Data for analysis:
-- Opening Marker --

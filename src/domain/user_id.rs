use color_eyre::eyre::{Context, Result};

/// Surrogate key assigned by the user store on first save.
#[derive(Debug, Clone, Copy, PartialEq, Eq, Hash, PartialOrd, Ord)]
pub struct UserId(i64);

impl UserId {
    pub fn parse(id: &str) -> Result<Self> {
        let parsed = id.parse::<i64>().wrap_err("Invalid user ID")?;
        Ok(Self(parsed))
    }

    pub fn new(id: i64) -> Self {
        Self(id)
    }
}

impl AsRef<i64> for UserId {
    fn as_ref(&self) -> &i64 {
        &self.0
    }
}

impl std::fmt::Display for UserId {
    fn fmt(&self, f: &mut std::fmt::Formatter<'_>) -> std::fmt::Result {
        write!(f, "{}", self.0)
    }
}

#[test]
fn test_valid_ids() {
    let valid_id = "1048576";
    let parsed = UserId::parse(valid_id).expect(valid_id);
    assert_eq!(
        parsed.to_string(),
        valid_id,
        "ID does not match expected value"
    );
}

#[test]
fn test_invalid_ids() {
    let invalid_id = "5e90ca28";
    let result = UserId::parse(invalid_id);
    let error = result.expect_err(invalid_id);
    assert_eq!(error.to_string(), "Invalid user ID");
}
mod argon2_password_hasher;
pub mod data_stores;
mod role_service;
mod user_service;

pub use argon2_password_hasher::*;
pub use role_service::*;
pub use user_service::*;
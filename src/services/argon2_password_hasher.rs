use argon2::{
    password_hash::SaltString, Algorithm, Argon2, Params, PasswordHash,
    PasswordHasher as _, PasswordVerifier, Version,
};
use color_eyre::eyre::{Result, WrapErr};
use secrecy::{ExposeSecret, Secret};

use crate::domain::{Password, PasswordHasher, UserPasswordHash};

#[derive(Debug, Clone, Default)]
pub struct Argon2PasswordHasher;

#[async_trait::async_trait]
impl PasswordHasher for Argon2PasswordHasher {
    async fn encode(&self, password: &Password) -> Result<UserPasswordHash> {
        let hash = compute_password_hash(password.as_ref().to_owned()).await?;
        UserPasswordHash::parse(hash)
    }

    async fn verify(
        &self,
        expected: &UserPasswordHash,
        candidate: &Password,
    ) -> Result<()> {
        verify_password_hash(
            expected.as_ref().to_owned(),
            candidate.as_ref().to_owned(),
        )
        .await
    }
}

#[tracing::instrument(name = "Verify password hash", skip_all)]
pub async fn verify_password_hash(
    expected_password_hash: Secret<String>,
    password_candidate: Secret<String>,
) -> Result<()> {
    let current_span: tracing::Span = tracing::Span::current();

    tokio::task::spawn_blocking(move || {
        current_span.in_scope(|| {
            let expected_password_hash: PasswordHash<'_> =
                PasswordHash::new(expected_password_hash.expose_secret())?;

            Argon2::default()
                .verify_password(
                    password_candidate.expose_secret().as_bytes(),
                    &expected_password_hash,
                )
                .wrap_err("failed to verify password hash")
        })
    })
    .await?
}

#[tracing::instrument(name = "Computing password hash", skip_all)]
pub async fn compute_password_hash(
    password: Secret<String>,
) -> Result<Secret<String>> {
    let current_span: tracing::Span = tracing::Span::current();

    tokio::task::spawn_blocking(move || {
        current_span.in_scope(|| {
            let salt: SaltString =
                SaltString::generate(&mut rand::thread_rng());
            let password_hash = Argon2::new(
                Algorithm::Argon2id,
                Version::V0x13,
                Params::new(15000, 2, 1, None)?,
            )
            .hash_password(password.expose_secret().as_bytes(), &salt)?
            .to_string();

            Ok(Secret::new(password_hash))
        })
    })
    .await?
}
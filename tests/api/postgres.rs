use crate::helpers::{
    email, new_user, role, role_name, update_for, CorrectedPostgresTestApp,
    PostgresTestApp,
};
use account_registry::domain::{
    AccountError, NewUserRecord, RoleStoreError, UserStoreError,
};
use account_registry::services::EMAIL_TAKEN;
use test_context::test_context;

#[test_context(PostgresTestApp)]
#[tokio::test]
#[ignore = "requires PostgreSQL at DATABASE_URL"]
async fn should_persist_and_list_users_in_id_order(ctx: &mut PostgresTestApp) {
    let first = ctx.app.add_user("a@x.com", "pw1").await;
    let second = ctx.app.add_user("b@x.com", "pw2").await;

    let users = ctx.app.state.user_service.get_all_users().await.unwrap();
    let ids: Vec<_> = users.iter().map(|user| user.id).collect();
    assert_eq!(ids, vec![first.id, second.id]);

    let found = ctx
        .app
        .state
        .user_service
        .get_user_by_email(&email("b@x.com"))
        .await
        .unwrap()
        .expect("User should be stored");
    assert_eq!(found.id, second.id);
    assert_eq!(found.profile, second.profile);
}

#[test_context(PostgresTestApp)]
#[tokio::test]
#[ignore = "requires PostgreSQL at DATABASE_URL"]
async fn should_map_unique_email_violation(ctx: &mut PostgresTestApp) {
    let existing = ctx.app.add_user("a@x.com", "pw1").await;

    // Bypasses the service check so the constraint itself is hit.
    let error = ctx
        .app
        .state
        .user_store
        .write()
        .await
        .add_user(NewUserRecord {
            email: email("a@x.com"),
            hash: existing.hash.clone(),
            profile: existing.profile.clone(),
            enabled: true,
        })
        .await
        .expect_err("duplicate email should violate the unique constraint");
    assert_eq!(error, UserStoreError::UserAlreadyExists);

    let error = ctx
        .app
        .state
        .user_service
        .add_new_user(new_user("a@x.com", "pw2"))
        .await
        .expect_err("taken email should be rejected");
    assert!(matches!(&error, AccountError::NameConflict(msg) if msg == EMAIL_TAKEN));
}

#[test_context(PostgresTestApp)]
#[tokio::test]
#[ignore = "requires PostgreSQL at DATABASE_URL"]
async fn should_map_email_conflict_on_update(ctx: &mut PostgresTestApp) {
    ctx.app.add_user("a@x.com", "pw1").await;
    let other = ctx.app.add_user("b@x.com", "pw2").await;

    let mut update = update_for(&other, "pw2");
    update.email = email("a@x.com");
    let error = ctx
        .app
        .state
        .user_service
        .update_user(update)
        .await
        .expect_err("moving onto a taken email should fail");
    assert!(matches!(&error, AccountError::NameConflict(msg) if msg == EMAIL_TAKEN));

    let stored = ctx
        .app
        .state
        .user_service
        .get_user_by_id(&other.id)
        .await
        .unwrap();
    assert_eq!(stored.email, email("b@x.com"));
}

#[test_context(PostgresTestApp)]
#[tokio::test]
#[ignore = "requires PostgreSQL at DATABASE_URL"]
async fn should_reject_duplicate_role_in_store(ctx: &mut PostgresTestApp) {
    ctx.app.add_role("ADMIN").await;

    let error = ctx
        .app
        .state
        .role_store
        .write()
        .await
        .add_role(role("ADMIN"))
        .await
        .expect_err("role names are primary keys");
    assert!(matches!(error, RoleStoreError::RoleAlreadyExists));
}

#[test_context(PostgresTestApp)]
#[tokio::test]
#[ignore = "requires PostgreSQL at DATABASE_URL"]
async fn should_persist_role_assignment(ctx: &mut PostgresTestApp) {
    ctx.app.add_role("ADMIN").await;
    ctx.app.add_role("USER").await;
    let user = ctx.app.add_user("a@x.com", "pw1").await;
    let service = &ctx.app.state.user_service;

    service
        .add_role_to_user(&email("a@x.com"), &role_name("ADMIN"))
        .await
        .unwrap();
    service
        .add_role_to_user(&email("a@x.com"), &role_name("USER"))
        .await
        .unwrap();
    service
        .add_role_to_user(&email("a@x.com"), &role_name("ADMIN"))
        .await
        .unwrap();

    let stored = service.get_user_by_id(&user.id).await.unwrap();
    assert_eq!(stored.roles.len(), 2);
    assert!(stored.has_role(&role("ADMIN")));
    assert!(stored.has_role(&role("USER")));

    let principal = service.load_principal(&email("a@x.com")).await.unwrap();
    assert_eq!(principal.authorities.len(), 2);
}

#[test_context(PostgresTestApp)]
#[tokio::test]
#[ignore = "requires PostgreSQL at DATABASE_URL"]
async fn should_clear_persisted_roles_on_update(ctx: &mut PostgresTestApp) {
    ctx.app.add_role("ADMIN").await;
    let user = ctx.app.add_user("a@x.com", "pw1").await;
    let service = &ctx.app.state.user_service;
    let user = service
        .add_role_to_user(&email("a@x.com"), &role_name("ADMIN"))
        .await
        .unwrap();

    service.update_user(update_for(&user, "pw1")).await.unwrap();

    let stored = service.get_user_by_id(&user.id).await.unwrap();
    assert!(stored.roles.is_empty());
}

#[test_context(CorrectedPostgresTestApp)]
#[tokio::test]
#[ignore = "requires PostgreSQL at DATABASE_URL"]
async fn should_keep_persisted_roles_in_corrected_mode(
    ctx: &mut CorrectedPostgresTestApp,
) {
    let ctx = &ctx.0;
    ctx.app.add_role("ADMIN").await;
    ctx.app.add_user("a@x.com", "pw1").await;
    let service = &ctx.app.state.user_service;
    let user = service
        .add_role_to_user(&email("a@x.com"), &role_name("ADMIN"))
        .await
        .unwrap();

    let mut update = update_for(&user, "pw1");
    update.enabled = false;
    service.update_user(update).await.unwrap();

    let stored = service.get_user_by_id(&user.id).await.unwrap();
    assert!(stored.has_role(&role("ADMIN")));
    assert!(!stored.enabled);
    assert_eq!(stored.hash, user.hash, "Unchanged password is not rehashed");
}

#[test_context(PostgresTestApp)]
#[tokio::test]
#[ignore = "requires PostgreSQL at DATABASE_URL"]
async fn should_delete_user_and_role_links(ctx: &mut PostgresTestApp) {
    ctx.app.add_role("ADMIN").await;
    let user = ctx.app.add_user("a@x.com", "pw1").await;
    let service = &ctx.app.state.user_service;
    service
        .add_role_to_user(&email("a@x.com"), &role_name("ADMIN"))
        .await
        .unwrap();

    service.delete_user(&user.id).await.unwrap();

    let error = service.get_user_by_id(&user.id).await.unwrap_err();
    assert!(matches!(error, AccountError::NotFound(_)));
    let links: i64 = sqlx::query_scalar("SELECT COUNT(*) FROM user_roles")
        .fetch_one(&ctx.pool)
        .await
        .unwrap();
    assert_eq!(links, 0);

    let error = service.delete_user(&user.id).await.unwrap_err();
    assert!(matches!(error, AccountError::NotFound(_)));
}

-- Closing Marker --

Your instructions:
From the very first line of the data through the line with "let error = result.expect_err(invalid_id);" in it, please reproduce each line exactly and output nothing more.

Solution to this exercise:
filename src/domain/user_id.rs
use color_eyre::eyre::{Context, Result};

/// Surrogate key assigned by the user store on first save.
#[derive(Debug, Clone, Copy, PartialEq, Eq, Hash, PartialOrd, Ord)]
pub struct UserId(i64);

impl UserId {
    pub fn parse(id: &str) -> Result<Self> {
        let parsed = id.parse::<i64>().wrap_err("Invalid user ID")?;
        Ok(Self(parsed))
    }

    pub fn new(id: i64) -> Self {
        Self(id)
    }
}

impl AsRef<i64> for UserId {
    fn as_ref(&self) -> &i64 {
        &self.0
    }
}

impl std::fmt::Display for UserId {
    fn fmt(&self, f: &mut std::fmt::Formatter<'_>) -> std::fmt::Result {
        write!(f, "{}", self.0)
    }
}

#[test]
fn test_valid_ids() {
    let valid_id = "1048576";
    let parsed = UserId::parse(valid_id).expect(valid_id);
    assert_eq!(
        parsed.to_string(),
        valid_id,
        "ID does not match expected value"
    );
}

#[test]
fn test_invalid_ids() {
    let invalid_id = "5e90ca28";
    let result = UserId::parse(invalid_id);
    let error = result.expect_err(invalid_id);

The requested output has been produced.